Every line of the material below in which "ToSchema" shows up is to be located and copied.

__WORKING DATA__
----------------------------------------

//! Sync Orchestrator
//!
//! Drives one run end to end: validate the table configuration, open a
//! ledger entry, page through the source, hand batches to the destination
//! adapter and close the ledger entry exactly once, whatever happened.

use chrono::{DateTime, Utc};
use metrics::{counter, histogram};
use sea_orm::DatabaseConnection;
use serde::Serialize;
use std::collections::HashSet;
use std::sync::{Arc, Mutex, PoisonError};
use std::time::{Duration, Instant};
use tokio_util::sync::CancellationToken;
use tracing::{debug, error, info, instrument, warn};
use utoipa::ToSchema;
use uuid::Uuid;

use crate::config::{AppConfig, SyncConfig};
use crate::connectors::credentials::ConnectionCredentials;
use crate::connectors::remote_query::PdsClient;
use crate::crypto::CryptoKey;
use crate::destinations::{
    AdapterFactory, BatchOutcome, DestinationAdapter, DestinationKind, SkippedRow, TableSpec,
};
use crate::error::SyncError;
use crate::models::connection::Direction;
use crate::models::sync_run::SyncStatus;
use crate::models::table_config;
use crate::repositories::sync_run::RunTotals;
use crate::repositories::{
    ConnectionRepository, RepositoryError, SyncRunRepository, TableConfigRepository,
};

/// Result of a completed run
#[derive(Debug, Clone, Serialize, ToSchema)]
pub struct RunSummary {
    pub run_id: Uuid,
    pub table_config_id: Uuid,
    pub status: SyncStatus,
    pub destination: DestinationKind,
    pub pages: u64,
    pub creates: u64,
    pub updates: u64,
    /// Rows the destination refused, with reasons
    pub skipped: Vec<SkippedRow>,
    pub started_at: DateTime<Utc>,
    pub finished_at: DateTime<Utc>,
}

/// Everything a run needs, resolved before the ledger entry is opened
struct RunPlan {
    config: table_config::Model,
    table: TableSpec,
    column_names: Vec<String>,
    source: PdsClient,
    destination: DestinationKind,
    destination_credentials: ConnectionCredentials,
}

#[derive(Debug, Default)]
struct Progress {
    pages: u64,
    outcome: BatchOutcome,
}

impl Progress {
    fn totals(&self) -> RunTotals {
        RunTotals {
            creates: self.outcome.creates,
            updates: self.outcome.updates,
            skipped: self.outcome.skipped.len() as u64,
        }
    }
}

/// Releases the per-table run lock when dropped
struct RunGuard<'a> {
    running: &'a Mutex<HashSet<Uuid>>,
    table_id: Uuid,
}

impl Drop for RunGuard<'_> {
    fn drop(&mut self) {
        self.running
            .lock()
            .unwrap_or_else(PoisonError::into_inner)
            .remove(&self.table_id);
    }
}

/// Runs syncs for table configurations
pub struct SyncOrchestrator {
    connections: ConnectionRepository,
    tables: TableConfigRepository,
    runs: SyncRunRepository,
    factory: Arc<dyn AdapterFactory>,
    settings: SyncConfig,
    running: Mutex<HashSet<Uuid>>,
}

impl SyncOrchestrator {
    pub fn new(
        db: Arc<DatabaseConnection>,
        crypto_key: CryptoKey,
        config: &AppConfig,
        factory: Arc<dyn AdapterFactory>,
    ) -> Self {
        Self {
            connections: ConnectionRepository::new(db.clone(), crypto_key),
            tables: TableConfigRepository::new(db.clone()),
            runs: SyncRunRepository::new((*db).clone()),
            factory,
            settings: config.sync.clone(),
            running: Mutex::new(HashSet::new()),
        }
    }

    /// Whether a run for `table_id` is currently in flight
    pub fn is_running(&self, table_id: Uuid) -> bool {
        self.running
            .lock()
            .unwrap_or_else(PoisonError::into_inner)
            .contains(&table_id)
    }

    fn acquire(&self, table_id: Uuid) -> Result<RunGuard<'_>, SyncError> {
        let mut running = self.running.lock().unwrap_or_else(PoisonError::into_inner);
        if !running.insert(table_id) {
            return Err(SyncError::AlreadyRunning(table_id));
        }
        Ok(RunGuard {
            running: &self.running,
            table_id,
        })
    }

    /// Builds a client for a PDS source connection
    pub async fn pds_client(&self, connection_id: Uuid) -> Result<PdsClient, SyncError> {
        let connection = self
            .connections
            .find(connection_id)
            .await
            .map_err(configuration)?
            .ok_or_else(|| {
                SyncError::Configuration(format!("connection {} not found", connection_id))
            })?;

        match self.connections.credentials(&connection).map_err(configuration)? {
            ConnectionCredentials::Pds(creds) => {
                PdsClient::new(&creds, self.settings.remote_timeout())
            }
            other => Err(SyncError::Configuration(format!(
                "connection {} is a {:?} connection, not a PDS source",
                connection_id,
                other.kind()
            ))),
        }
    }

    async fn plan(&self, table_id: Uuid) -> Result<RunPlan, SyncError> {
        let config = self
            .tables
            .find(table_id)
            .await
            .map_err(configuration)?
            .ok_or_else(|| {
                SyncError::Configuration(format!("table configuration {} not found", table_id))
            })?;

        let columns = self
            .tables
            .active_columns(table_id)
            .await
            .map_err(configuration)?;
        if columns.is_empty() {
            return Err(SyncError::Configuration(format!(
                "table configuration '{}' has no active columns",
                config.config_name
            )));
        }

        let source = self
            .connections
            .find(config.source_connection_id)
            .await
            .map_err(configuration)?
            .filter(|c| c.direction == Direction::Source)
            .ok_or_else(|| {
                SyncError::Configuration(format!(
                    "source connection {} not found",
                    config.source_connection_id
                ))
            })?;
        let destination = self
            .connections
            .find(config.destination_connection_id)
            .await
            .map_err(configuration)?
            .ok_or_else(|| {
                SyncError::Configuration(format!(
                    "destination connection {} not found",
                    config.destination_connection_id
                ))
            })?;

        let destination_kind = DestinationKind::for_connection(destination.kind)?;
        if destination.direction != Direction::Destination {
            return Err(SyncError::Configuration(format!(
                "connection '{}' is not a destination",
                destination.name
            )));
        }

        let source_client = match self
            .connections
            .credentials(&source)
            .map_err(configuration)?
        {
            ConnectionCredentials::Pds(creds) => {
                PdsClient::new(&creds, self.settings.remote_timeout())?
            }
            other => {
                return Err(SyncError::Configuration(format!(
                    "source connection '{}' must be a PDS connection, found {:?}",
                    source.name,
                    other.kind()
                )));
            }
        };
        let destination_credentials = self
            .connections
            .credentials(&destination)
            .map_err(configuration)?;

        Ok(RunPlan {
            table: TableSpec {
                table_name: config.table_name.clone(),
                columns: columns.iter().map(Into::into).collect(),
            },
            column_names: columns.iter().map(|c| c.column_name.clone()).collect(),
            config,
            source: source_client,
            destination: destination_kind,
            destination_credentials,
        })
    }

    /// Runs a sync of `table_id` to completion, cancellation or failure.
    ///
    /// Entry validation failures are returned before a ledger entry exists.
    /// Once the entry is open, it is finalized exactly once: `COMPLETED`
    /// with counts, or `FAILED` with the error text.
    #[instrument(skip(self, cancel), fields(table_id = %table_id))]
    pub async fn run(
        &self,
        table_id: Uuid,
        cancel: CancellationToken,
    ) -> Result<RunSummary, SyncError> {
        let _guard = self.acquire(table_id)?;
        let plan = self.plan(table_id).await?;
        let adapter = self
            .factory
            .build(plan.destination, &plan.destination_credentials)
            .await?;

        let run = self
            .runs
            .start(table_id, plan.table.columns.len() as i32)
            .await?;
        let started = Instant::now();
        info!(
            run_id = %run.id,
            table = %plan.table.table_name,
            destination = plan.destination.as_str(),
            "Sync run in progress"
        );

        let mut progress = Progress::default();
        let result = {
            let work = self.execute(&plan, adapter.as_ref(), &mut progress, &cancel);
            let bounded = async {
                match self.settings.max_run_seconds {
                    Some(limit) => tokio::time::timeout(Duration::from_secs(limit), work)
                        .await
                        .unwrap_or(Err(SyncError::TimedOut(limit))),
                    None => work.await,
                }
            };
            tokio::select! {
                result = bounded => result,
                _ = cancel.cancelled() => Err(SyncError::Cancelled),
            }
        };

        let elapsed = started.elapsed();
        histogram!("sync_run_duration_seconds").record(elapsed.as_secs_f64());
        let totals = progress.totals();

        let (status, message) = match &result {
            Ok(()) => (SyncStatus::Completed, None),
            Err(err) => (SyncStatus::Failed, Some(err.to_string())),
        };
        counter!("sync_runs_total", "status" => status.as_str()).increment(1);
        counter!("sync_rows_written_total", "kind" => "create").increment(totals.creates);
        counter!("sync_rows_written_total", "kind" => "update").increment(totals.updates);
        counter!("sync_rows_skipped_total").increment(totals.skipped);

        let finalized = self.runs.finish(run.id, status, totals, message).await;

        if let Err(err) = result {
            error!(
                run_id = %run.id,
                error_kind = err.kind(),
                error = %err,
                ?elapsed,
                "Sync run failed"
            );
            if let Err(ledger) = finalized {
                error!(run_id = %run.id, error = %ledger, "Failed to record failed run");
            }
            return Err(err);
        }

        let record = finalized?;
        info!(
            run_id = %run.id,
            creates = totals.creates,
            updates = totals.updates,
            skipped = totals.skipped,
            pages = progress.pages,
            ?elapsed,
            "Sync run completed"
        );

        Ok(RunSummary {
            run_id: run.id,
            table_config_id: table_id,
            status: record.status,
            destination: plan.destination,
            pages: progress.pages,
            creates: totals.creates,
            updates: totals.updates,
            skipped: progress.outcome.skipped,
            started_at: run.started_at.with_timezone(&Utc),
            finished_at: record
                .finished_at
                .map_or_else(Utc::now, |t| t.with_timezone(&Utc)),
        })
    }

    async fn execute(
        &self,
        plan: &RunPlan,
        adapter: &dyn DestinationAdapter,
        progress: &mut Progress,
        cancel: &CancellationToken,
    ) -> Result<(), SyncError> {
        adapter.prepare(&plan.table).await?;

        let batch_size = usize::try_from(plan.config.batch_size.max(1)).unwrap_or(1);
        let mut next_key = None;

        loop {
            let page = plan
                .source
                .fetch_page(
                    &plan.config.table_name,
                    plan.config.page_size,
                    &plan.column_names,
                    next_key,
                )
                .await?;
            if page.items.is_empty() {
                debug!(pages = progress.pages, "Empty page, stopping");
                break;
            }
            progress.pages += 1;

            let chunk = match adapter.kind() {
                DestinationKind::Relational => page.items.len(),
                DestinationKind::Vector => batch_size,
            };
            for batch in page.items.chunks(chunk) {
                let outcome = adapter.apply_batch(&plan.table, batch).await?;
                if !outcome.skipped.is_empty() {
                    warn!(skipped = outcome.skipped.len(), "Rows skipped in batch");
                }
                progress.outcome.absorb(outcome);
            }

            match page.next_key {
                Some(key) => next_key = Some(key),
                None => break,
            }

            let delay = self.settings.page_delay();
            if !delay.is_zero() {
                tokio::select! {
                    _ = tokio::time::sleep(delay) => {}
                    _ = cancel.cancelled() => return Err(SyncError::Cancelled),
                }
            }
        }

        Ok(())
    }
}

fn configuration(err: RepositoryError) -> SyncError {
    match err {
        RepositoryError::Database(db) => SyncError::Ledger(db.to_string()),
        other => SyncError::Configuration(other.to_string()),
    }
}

----------------------------------------

__EXERCISE OUTPUT__
use utoipa::ToSchema;
#[derive(Debug, Clone, Serialize, ToSchema)]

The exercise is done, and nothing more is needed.